I worry every time I drive over the bridge. It has been closed off and on over the past five years and is clearly structurally deficient, as the New Jersey Department of Transportation records and news articles document. What I observed and captured under the bridge is consistent with data and reports. According to a bridge repair log from 2008 to 2010, the repair costs were $1.3 million, and every year they’ve been steadily repairing the bridge, which has probably added up to between five and ten million dollars. A local newspaper recently reported a rough cost estimate of replacement at over $100 million. The county’s entire budget is $488 million. Additionally, there are citizens who are arguing for the same exact type of bridge and don’t want a taller one, and New Jersey has a Transportation Trust Fund that is basically bankrupt. This means that money needs to come from the federal government with approval from Congress. I’m afraid either these bridges will be closed altogether causing traffic havoc, or they will fail and lives will be lost. Solutions seem to be in short supply.

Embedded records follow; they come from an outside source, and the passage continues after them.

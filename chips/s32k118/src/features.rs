// Licensed under the Apache License, Version 2.0 or the MIT License.
// SPDX-License-Identifier: Apache-2.0 OR MIT
// Copyright Tock Contributors 2022.

//! Device feature constants.
//!
//! Sizes, frequencies and magic values that drivers need but that are not
//! encoded in any register description.

pub use crate::adc::{
    DEFAULT_SAMPLE_TIME as ADC_DEFAULT_SAMPLE_TIME, DEFAULT_USER_GAIN as ADC_DEFAULT_USER_GAIN,
};
pub use crate::crc::{
    DEFAULT_POLYNOMIAL as CRC_DEFAULT_POLYNOMIAL, DEFAULT_SEED as CRC_DEFAULT_SEED,
};
pub use crate::lpuart::{
    DEFAULT_OSR as LPUART_DEFAULT_OSR, DEFAULT_SBR as LPUART_DEFAULT_SBR,
    FIFO_REG_FLAGS_MASK as LPUART_FIFO_REG_FLAGS_MASK, FIFO_RESET_MASK as LPUART_FIFO_RESET_MASK,
    FIFO_SIZE as LPUART_FIFO_SIZE, STAT_REG_FLAGS_MASK as LPUART_STAT_REG_FLAGS_MASK,
};
pub use crate::mpu::{
    MASTER_CORE as MPU_MASTER_CORE, MASTER_COUNT as MPU_MASTER_COUNT,
    MASTER_DEBUGGER as MPU_MASTER_DEBUGGER, MASTER_DMA as MPU_MASTER_DMA,
    SLAVE_COUNT as MPU_SLAVE_COUNT, SLAVE_FLASH_BOOTROM as MPU_SLAVE_FLASH_BOOTROM,
    SLAVE_SRAM_MTB_DWT_MCM as MPU_SLAVE_SRAM_MTB_DWT_MCM,
};
pub use crate::wdog::{
    CS_RESET_VALUE as WDOG_CS_RESET_VALUE, REFRESH_KEY as WDOG_TRIGGER_VALUE,
    REFRESH_KEY_16 as WDOG_TRIGGER16_VALUES, TOVAL_RESET_VALUE as WDOG_TO_RESET_VALUE,
    UNLOCK_KEY as WDOG_UNLOCK_VALUE, UNLOCK_KEY_16 as WDOG_UNLOCK16_VALUES,
};

// Program flash
pub const FLS_PF_BLOCK_COUNT: u32 = 1;
pub const FLS_PF_BLOCK_SIZE: u32 = 0x4_0000;
pub const FLS_PF_BLOCK_SECTOR_SIZE: u32 = 2048;
pub const FLS_PF_BLOCK_WRITE_UNIT_SIZE: u32 = 8;
pub const FLS_PF_START_ADDRESS: u32 = 0x0000_0000;

// FlexNVM
pub const FLS_DF_BLOCK_COUNT: u32 = 1;
pub const FLS_DF_BLOCK_SIZE: u32 = 32 * 1024;
pub const FLS_DF_BLOCK_SECTOR_SIZE: u32 = 2048;
pub const FLS_DF_BLOCK_WRITE_UNIT_SIZE: u32 = 8;
pub const FLS_DF_START_ADDRESS: u32 = 0x1000_0000;

// FlexRAM
pub const FLS_FLEX_RAM_SIZE: u32 = 2048;
pub const FLS_FLEX_RAM_START_ADDRESS: u32 = 0x1400_0000;

/// Address alignment of block, sector and section commands.
pub const FLS_CMD_ADDRESS_ALIGNMENT: u32 = 8;
/// Address alignment of the program check command.
pub const FLS_CHECK_CMD_ADDRESS_ALIGNMENT: u32 = 4;

/// SIRC frequency when `SIRCCFG.RANGE` selects the high range.
pub const SCG_SIRC_HIGH_RANGE_FREQ: u32 = 8_000_000;
/// FIRC frequency in the trimmed 48 MHz range.
pub const SCG_FIRC_FREQ0: u32 = 48_000_000;

pub use crate::nvic::PRIO_BITS as NVIC_PRIO_BITS;
pub use crate::scb::VECTKEY as SCB_VECTKEY;

pub const DMA_CHANNELS: usize = crate::dma::DMA_CHANNELS;
pub const DMA_VIRTUAL_CHANNELS: usize = DMA_CHANNELS * crate::dma::DMA_INSTANCE_COUNT;
pub const DMAMUX_CHANNELS: usize = crate::dmamux::DMAMUX_CHCFG_COUNT;

pub const FTM_CHANNEL_COUNT: usize = crate::ftm::FTM_CHANNEL_COUNT;
pub const PORT_COUNT: usize = crate::port::PORT_INSTANCE_COUNT;

// LPUART status flags, as bit positions in STAT.
pub const LPUART_STAT_TDRE: u32 = 1 << 23;
pub const LPUART_STAT_TC: u32 = 1 << 22;
pub const LPUART_STAT_RDRF: u32 = 1 << 21;
pub const LPUART_STAT_IDLE: u32 = 1 << 20;
pub const LPUART_STAT_OR: u32 = 1 << 19;
pub const LPUART_STAT_NF: u32 = 1 << 18;
pub const LPUART_STAT_FE: u32 = 1 << 17;
pub const LPUART_STAT_PF: u32 = 1 << 16;

#[cfg(test)]
mod tests {
    use super::*;
    use crate::lpuart::STAT;

    #[test]
    fn flash_geometry() {
        assert_eq!(FLS_PF_BLOCK_SIZE / FLS_PF_BLOCK_SECTOR_SIZE, 128);
        assert_eq!(FLS_DF_BLOCK_SIZE / FLS_DF_BLOCK_SECTOR_SIZE, 16);
        assert_eq!(crate::ftfc::dflash_size(0b0000), Some(FLS_DF_BLOCK_SIZE));
        assert_eq!(
            crate::cse_pram::CSE_PRAM_BASE_ADDR as u32,
            FLS_FLEX_RAM_START_ADDRESS + FLS_FLEX_RAM_SIZE
        );
    }

    #[test]
    fn lpuart_flags_match_register_fields() {
        assert_eq!(LPUART_STAT_TDRE, u32::from(STAT::TDRE::SET));
        assert_eq!(LPUART_STAT_RDRF, u32::from(STAT::RDRF::SET));
        assert_eq!(LPUART_STAT_OR, u32::from(STAT::OR::SET));
        assert_eq!(LPUART_STAT_PF, u32::from(STAT::PF::SET));
        let single_flags = LPUART_STAT_IDLE
            | LPUART_STAT_OR
            | LPUART_STAT_NF
            | LPUART_STAT_FE
            | LPUART_STAT_PF;
        assert_eq!(LPUART_STAT_REG_FLAGS_MASK & single_flags, single_flags);
        assert_eq!(LPUART_STAT_REG_FLAGS_MASK & LPUART_STAT_TDRE, 0);
        assert_eq!(LPUART_STAT_REG_FLAGS_MASK, 0xC01F_C000);
        assert_eq!(LPUART_FIFO_RESET_MASK, 0x0003_C000);
        assert_eq!((LPUART_DEFAULT_OSR, LPUART_DEFAULT_SBR), (0x0F, 0x04));
        assert_eq!((ADC_DEFAULT_SAMPLE_TIME, ADC_DEFAULT_USER_GAIN), (0x0C, 0x04));
    }

    #[test]
    fn keys() {
        assert_eq!(WDOG_UNLOCK_VALUE, 0xD928_C520);
        assert_eq!(SCB_VECTKEY, 0x05FA);
        assert_eq!(NVIC_PRIO_BITS, 2);
    }
}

The good news is that the Big Bridges exhibition takes on an ambitious and difficult conversation that should be in the forefront of our local and national concerns. The Weisman Art Museum and Motionpoems collaboration began with a poetry contest judged by Poetry Society of America Executive Director, Alice Quinn. There were five overall winners with three chosen for filmmaker adaptation, including Ann Hudson’s “Elegy with a Train in It,” Jessica Jacobs’ “Bicycle Love Poem” and Leonard Gontarek’s “Thirty-Seven Photos from the Bridge.” Instead of reading the winning poems first, I decided the project should begin with my journey to the bridges and then match a winning poem with what I observed and documented. I shot the bridges as if they were people: intimately and from every vantage point except using aerial footage. (Patrick Siegrist, one of the filmpoetry judges, shot incredible drone footage for the Weisman/Target Studio Collaboration Exhibit, Big Bridges: An Aerial Tour.)
Shooting over several weeks, I went into stealth mode to document every detail of four bridges, and it wasn’t until I went out to film that I fully appreciated the beauty and wide span of the bridge near my home. In the final edit I tossed out all pedestrians and used additional footage shot in Paris and Belgium a few years ago. Nearly all my bridges were filmed from below where I found them to be dark and eerie with the sounds of cars above whizzing and droning by on their way to myriad destinations.

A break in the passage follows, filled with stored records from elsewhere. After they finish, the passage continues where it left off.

// Licensed under the Apache License, Version 2.0 or the MIT License.
// SPDX-License-Identifier: Apache-2.0 OR MIT
// Copyright Tock Contributors 2022.

//! Named interrupts for the S32K118.
//!
//! Device interrupts are numbered from 0 as seen by the NVIC. Core exceptions
//! use the negative CMSIS numbering, so that `16 + n` is always the slot in
//! the vector table.

// Cortex-M0+ core exceptions
pub const NON_MASKABLE_INT: i32 = -14;
pub const HARD_FAULT: i32 = -13;
pub const SV_CALL: i32 = -5;
pub const PEND_SV: i32 = -2;
pub const SYS_TICK: i32 = -1;

pub const DMA0: u32 = 0;
pub const DMA1: u32 = 1;
pub const DMA2: u32 = 2;
pub const DMA3: u32 = 3;
pub const DMA_ERROR: u32 = 4;
pub const ERM_FAULT: u32 = 5;
pub const RTC: u32 = 6; // alarm
pub const RTC_SECONDS: u32 = 7;
pub const LPTMR0: u32 = 8;
pub const PORT: u32 = 9; // all five ports share one line
pub const CAN0_ORED_ERR_WAKEUP: u32 = 10;
pub const CAN0_ORED_0_31_MB: u32 = 11;
pub const FTM0_CH0_7: u32 = 12;
pub const FTM0_FAULT: u32 = 13;
pub const FTM0_OVF_RELOAD: u32 = 14;
pub const FTM1_CH0_7: u32 = 15;
pub const FTM1_FAULT: u32 = 16;
pub const FTM1_OVF_RELOAD: u32 = 17;
pub const FTFC: u32 = 18;
pub const PDB0: u32 = 19;
pub const LPIT0: u32 = 20;
pub const SCG_CMU_LVD_LVWSCG: u32 = 21;
pub const WDOG: u32 = 22;
pub const RCM: u32 = 23;
pub const LPI2C0_MASTER_SLAVE: u32 = 24;
pub const FLEXIO: u32 = 25;
pub const LPSPI0: u32 = 26;
pub const LPSPI1: u32 = 27;
pub const ADC0: u32 = 28;
pub const CMP0: u32 = 29;
pub const LPUART1_RXTX: u32 = 30;
pub const LPUART0_RXTX: u32 = 31;

/// Number of device interrupt lines wired to the NVIC.
pub const NUMBER_OF_INTERRUPTS: usize = 32;

/// Name of each device interrupt, indexed by interrupt number.
pub const IRQ_NAMES: [&str; NUMBER_OF_INTERRUPTS] = [
    "DMA0",
    "DMA1",
    "DMA2",
    "DMA3",
    "DMA_Error",
    "ERM_fault",
    "RTC",
    "RTC_Seconds",
    "LPTMR0",
    "PORT",
    "CAN0_ORed_Err_Wakeup",
    "CAN0_ORed_0_31_MB",
    "FTM0_Ch0_7",
    "FTM0_Fault",
    "FTM0_Ovf_Reload",
    "FTM1_Ch0_7",
    "FTM1_Fault",
    "FTM1_Ovf_Reload",
    "FTFC",
    "PDB0",
    "LPIT0",
    "SCG_CMU_LVD_LVWSCG",
    "WDOG",
    "RCM",
    "LPI2C0_Master_Slave",
    "FLEXIO",
    "LPSPI0",
    "LPSPI1",
    "ADC0",
    "CMP0",
    "LPUART1_RxTx",
    "LPUART0_RxTx",
];

/// Core exceptions with their CMSIS number and name.
pub const CORE_EXCEPTIONS: [(i32, &str); 5] = [
    (NON_MASKABLE_INT, "NonMaskableInt"),
    (HARD_FAULT, "HardFault"),
    (SV_CALL, "SVCall"),
    (PEND_SV, "PendSV"),
    (SYS_TICK, "SysTick"),
];

/// Name of a device interrupt line, if it exists on this part.
pub fn irq_name(irq: u32) -> Option<&'static str> {
    IRQ_NAMES.get(irq as usize).copied()
}

/// Vector table slot of an interrupt given in CMSIS numbering.
pub const fn vector_slot(irqn: i32) -> usize {
    (irqn + 16) as usize
}

#[cfg(test)]
mod tests {
    use super::*;

    #[test]
    fn names_line_up_with_numbers() {
        assert_eq!(irq_name(DMA0), Some("DMA0"));
        assert_eq!(irq_name(PORT), Some("PORT"));
        assert_eq!(irq_name(FTFC), Some("FTFC"));
        assert_eq!(irq_name(LPUART0_RXTX), Some("LPUART0_RxTx"));
        assert_eq!(irq_name(32), None);
    }

    #[test]
    fn vector_slots() {
        assert_eq!(vector_slot(NON_MASKABLE_INT), 2);
        assert_eq!(vector_slot(HARD_FAULT), 3);
        assert_eq!(vector_slot(SYS_TICK), 15);
        assert_eq!(vector_slot(DMA0 as i32), 16);
        assert_eq!(vector_slot(LPUART0_RXTX as i32), 47);
    }
}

I had an unusual moment when shooting a newer bridge. While staring through the viewfinder, I was surprised to serendipitously film two small packages tossed off the side of the bridge, where one made its way to me at the bank below. As it came closer I noticed it was a plastic-wrapped WAWA hamburger carton. At the time I thought the carefully wrapped carton seemed odd because if someone is going to toss garbage, it would seem to have been already eaten and messy. But, I didn’t take it out of the water to inspect it. That very scene still stays fresh in my mind. The experience resonated with Leonard Gontarek’s poem: “…There is a lot of isolation and silence in our world. Birds land nowhere. Say that. Code it in. Let it play…” I specifically placed a plop-sound effect to punctuate what I felt Gontarek was alluding to.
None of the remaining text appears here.